Threepio stopped talking on his own, but shot her a worried glance (of course, all of Threepio's glances looked somewhat worried).

Han didn't notice. Leia understood why he was doing this, and knew she was silly to let it sting. After all, Threepio was a protocol droid. His expertise wasn't likely to be useful here. He probably wanted to advise them on proper forms for surrender.

Han was already talking to Chewie again. "Check the deflector shield!"

Chewie barked something that didn't sound particularly hopeful.

"Great," Han muttered. "Well, we can outmaneuver them."

Without warning, he accelerated into the path of the behemoth Star Destroyer, banking the Falcon to its port. It didn't try to turn, but the smaller Star Destroyer did. Leia briefly saw a red light flashing. A whole section must have gone on alert.

Then Han dove and spun beyond them, and Leia saw, as he curved up again, that the two Destroyers were trying desperately to avoid a collision.

"Good flying," she whispered, hoping that the Rebel transport hadn't gotten caught in the accident, or at least hoping that she was really hoping it.
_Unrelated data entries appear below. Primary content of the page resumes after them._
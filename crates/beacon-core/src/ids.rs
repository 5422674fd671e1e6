//! Branded ID newtypes for type safety.
//!
//! Peers are identified by opaque string IDs compared by value. Fresh IDs are
//! UUID v7 (time-ordered) generated via [`uuid::Uuid::now_v7`]. Connection
//! handles use a cheap per-owner counter instead.

use serde::{Deserialize, Serialize};
use std::fmt;
use uuid::Uuid;

/// Generate a new UUID v7 string (time-ordered).
fn new_v7() -> String {
    Uuid::now_v7().to_string()
}

macro_rules! branded_id {
    ($(#[$meta:meta])* $name:ident) => {
        $(#[$meta])*
        #[derive(Clone, Debug, PartialEq, Eq, Hash, PartialOrd, Ord, Serialize, Deserialize)]
        #[serde(transparent)]
        pub struct $name(String);

        impl $name {
            /// Create a new random ID (UUID v7, time-ordered).
            #[must_use]
            pub fn new() -> Self {
                Self(new_v7())
            }

            /// Return the inner string as a slice.
            #[must_use]
            pub fn as_str(&self) -> &str {
                &self.0
            }

            /// Consume self and return the inner `String`.
            #[must_use]
            pub fn into_inner(self) -> String {
                self.0
            }
        }

        impl Default for $name {
            fn default() -> Self {
                Self::new()
            }
        }

        impl AsRef<str> for $name {
            fn as_ref(&self) -> &str {
                &self.0
            }
        }

        impl fmt::Display for $name {
            fn fmt(&self, f: &mut fmt::Formatter<'_>) -> fmt::Result {
                f.write_str(&self.0)
            }
        }

        impl From<String> for $name {
            fn from(s: String) -> Self {
                Self(s)
            }
        }

        impl From<&str> for $name {
            fn from(s: &str) -> Self {
                Self(s.to_owned())
            }
        }

        impl From<$name> for String {
            fn from(id: $name) -> Self {
                id.0
            }
        }
    };
}

branded_id! {
    /// Identity of a remote endpoint as seen by the other side of a transport.
    ///
    /// From the server's point of view every connected client is a peer.
    PeerId
}

/// Identifier of one subscription within its owning signal.
///
/// Allocated from a monotonically increasing counter, so ordering by ID is
/// registration order.
#[derive(Clone, Copy, Debug, PartialEq, Eq, Hash, PartialOrd, Ord, Serialize, Deserialize)]
#[serde(transparent)]
pub struct ConnectionId(u64);

impl ConnectionId {
    /// Wrap a raw counter value.
    #[must_use]
    pub const fn from_raw(raw: u64) -> Self {
        Self(raw)
    }

    /// The raw counter value.
    #[must_use]
    pub const fn get(self) -> u64 {
        self.0
    }
}

impl fmt::Display for ConnectionId {
    fn fmt(&self, f: &mut fmt::Formatter<'_>) -> fmt::Result {
        write!(f, "conn#{}", self.0)
    }
}

#[cfg(test)]
mod tests {
    use super::*;
    use std::collections::HashSet;

    #[test]
    fn peer_id_new_is_unique() {
        let a = PeerId::new();
        let b = PeerId::new();
        assert_ne!(a, b);
    }

    #[test]
    fn peer_id_is_uuid_v7() {
        let id = PeerId::new();
        let parsed = Uuid::parse_str(id.as_str()).unwrap();
        assert_eq!(parsed.get_version_num(), 7);
    }

    #[test]
    fn peer_id_equality_is_by_value() {
        let a = PeerId::from("player-1");
        let b = PeerId::from("player-1".to_string());
        assert_eq!(a, b);
        let set: HashSet<_> = [a, b].into_iter().collect();
        assert_eq!(set.len(), 1);
    }

    #[test]
    fn peer_id_display_and_conversions() {
        let id = PeerId::from("p");
        assert_eq!(id.to_string(), "p");
        assert_eq!(id.as_ref(), "p");
        let raw: String = id.clone().into();
        assert_eq!(raw, "p");
        assert_eq!(id.into_inner(), "p");
    }

    #[test]
    fn peer_id_serde_is_transparent() {
        let id = PeerId::from("abc");
        let json = serde_json::to_string(&id).unwrap();
        assert_eq!(json, "\"abc\"");
        let back: PeerId = serde_json::from_str(&json).unwrap();
        assert_eq!(back, id);
    }

    #[test]
    fn connection_id_orders_by_raw_value() {
        let first = ConnectionId::from_raw(1);
        let second = ConnectionId::from_raw(2);
        assert!(first < second);
        assert_eq!(second.get(), 2);
        assert_eq!(first.to_string(), "conn#1");
    }
}
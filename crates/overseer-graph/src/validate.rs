//! Whole-graph validation: hard errors a well-behaved engine never produces on its
//! own (they matter for deserialised data), and advisory warnings about edges that
//! are technically fine but probably wrong.

use crate::graph::DependencyGraph;
use overseer_core::identifier::TaskId;
use overseer_core::task::TaskPriority;
use std::collections::BTreeSet;
use thiserror::Error;

/// A structural defect in the graph
#[derive(Debug, Clone, PartialEq, Error)]
pub enum ValidationError {
    #[error("cycle through {0:?}")]
    Cycle(Vec<TaskId>),
    #[error("edge {edge} references missing task {task}")]
    MissingTask { edge: String, task: TaskId },
    #[error("task {0} depends on itself")]
    SelfDependency(TaskId),
    #[error("edge {edge} has invalid weight {weight}")]
    InvalidWeight { edge: String, weight: f64 },
    #[error("index conflict: {0}")]
    IndexConflict(String),
}

/// An advisory finding
#[derive(Debug, Clone, PartialEq, Error)]
pub enum ValidationWarning {
    /// The edge is implied by a longer path and adds nothing
    #[error("edge {0} is redundant: an alternative path already orders the two tasks")]
    Redundant(String),
    /// A long dependency gating a much shorter dependent
    #[error("edge {edge} is inefficient: dependency is {ratio:.1}x the dependent's estimate")]
    Inefficient { edge: String, ratio: f64 },
    #[error("edge {edge}: {note}")]
    PotentialIssue { edge: String, note: String },
}

/// Result of [`DependencyGraph::validate`]
#[derive(Debug, Clone, Default)]
pub struct GraphValidation {
    pub errors: Vec<ValidationError>,
    pub warnings: Vec<ValidationWarning>,
}

impl GraphValidation {
    pub fn is_valid(&self) -> bool {
        self.errors.is_empty()
    }
}

/// Estimate ratio past which an edge is flagged as inefficient
const INEFFICIENT_RATIO: f64 = 10.0;

impl DependencyGraph {
    /// Run every structural check and heuristic over the current graph
    pub fn validate(&self) -> GraphValidation {
        let mut report = GraphValidation::default();

        for cycle in self.detect_cycles() {
            report.errors.push(ValidationError::Cycle(cycle));
        }

        for (key, edge) in &self.edges {
            if edge.from == edge.to {
                report
                    .errors
                    .push(ValidationError::SelfDependency(edge.from.clone()));
                continue;
            }
            for endpoint in [&edge.from, &edge.to] {
                if !self.nodes.contains_key(endpoint) {
                    report.errors.push(ValidationError::MissingTask {
                        edge: key.clone(),
                        task: endpoint.clone(),
                    });
                }
            }
            if !edge.weight.is_finite() || edge.weight <= 0.0 {
                report.errors.push(ValidationError::InvalidWeight {
                    edge: key.clone(),
                    weight: edge.weight,
                });
            }
        }

        self.check_index_agreement(&mut report);
        self.check_redundancy(&mut report);
        self.check_estimates_and_priorities(&mut report);
        report
    }

    /// adjacency and reverse index must be exact mutual inverses of the edge table
    fn check_index_agreement(&self, report: &mut GraphValidation) {
        for (key, edge) in &self.edges {
            let forward = self
                .adjacency
                .get(&edge.to)
                .map(|set| set.contains(&edge.from))
                .unwrap_or(false);
            if !forward {
                report.errors.push(ValidationError::IndexConflict(format!(
                    "edge {} missing from adjacency",
                    key
                )));
            }
            let backward = self
                .reverse_index
                .get(&edge.from)
                .map(|set| set.contains(&edge.to))
                .unwrap_or(false);
            if !backward {
                report.errors.push(ValidationError::IndexConflict(format!(
                    "edge {} missing from reverse index",
                    key
                )));
            }
        }
        let out_degree: usize = self.adjacency.values().map(BTreeSet::len).sum();
        if out_degree != self.edges.len() {
            report.errors.push(ValidationError::IndexConflict(format!(
                "adjacency holds {} links but the edge table holds {}",
                out_degree,
                self.edges.len()
            )));
        }
    }

    /// An edge `a -> b` is redundant iff some other path from `a` to `b` exists that
    /// does not traverse this edge
    fn check_redundancy(&self, report: &mut GraphValidation) {
        for (key, edge) in &self.edges {
            // walk from the dependency toward dependents, skipping the direct hop
            let mut stack: Vec<&TaskId> = self
                .adjacency
                .get(&edge.to)
                .into_iter()
                .flatten()
                .filter(|dependent| *dependent != &edge.from)
                .collect();
            let mut visited = BTreeSet::new();
            let mut reachable = false;
            while let Some(current) = stack.pop() {
                if current == &edge.from {
                    reachable = true;
                    break;
                }
                if !visited.insert(current) {
                    continue;
                }
                if let Some(next) = self.adjacency.get(current) {
                    stack.extend(next.iter());
                }
            }
            if reachable {
                report.warnings.push(ValidationWarning::Redundant(key.clone()));
            }
        }
    }

    fn check_estimates_and_priorities(&self, report: &mut GraphValidation) {
        for (key, edge) in &self.edges {
            let (dependent, dependency) =
                match (self.nodes.get(&edge.from), self.nodes.get(&edge.to)) {
                    (Some(a), Some(b)) => (a, b),
                    _ => continue,
                };
            let ratio = dependency.task.estimated_hours / dependent.task.estimated_hours.max(1e-9);
            if ratio >= INEFFICIENT_RATIO {
                report.warnings.push(ValidationWarning::Inefficient {
                    edge: key.clone(),
                    ratio,
                });
            }
            if dependent.task.priority <= TaskPriority::High
                && dependency.task.priority == TaskPriority::Low
            {
                report.warnings.push(ValidationWarning::PotentialIssue {
                    edge: key.clone(),
                    note: "low-priority dependency gates a high-priority task".to_string(),
                });
            }
        }
    }
}

#[cfg(test)]
mod tests {
    use super::*;
    use crate::graph::testing::{depend, graph_of, id};
    use overseer_core::task::TaskPriority;

    #[test]
    fn a_well_formed_graph_validates_clean() {
        let mut graph = graph_of(&[("a", 1.0), ("b", 1.0)]);
        depend(&mut graph, "b", "a").unwrap();
        let report = graph.validate();
        assert!(report.is_valid());
        assert!(report.warnings.is_empty());
    }

    #[test]
    fn transitive_shortcut_is_flagged_redundant() {
        let mut graph = graph_of(&[("a", 1.0), ("b", 1.0), ("c", 1.0)]);
        depend(&mut graph, "b", "a").unwrap();
        depend(&mut graph, "c", "b").unwrap();
        depend(&mut graph, "c", "a").unwrap();

        let report = graph.validate();
        assert!(report.is_valid());
        assert_eq!(
            report.warnings,
            vec![ValidationWarning::Redundant("c->a".to_string())]
        );
    }

    #[test]
    fn estimate_mismatch_is_flagged_inefficient() {
        let mut graph = graph_of(&[("big", 50.0), ("small", 0.5)]);
        depend(&mut graph, "small", "big").unwrap();
        let report = graph.validate();
        assert!(matches!(
            report.warnings.as_slice(),
            [ValidationWarning::Inefficient { ratio, .. }] if *ratio >= 10.0
        ));
    }

    #[test]
    fn priority_inversion_is_flagged() {
        let mut graph = graph_of(&[("gate", 1.0), ("urgent", 1.0)]);
        {
            // direct status surgery keeps the fixture small
            let gate = graph.nodes.get_mut(&id("gate")).unwrap();
            gate.task.priority = TaskPriority::Low;
            let urgent = graph.nodes.get_mut(&id("urgent")).unwrap();
            urgent.task.priority = TaskPriority::Critical;
        }
        depend(&mut graph, "urgent", "gate").unwrap();
        let report = graph.validate();
        assert!(report
            .warnings
            .iter()
            .any(|w| matches!(w, ValidationWarning::PotentialIssue { .. })));
    }
}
"Thanks. Count on the Empire to build something that can't turn around."

"We can't count on that forever."

As if to reinforce her point, six TIE fighters came around the floundering giants and began another volley of laser blasts. Han banked and spun again. Leia was beginning to feel queasy. The ship rocked from another hit.

"Prepare to make the jump to light-speed," Han told Chewie, not even looking back at Leia.

"But, sir!" Threepio moaned beside Leia, and she had a sudden, awful, sinking feeling. Threepio had been talking to the Falcon. Threepio did have something to say.

And it was too late for him to say it.

The ship rocked violently as another blast hit. "They're getting closer!"

Han gave her a wicked grin, and she could have cheerfully throttled him. Flirting? At a time like this?

"Oh, yeah?" he said, putting his hand on the hyperdrive lever. "Watch this." He pushed the lever up.

Leia obediently turned to the viewport and stared at the rushing TIE fighters and the star strewn blackness. But she knew perfectly well what was about to happen. Or rather, to not happen. "Watch what?" she asked.

Han's smirk disappeared, and he turned to Chewie in a moment of panic that even Leia could see. He pushed the hyperdrive lever again.

Nothing.

"I think we're in trouble," he muttered.

Threepio let out an exasperated electronic sigh. "As I have been attempting to tell you, the hyperdrive motivator is damaged. It's impossible to go to light speed!"

(that'll teach you to give me orders)

Leia rolled her eyes at herself. They were being chased by half the Imperial Fleet, and she was triumphant that her droid was right about why they couldn't escape.

"We're in trouble," Han said.


Piett's arm stung painfully as he slammed into a console, and then everything spun as he whirled past several of his officers – his officers – before clutching a rail and hanging on desperately. Through a small window, he could see a Star Destroyer pass by…for a moment, he thought he could see the faces of the people in that Destroyer, they were so close.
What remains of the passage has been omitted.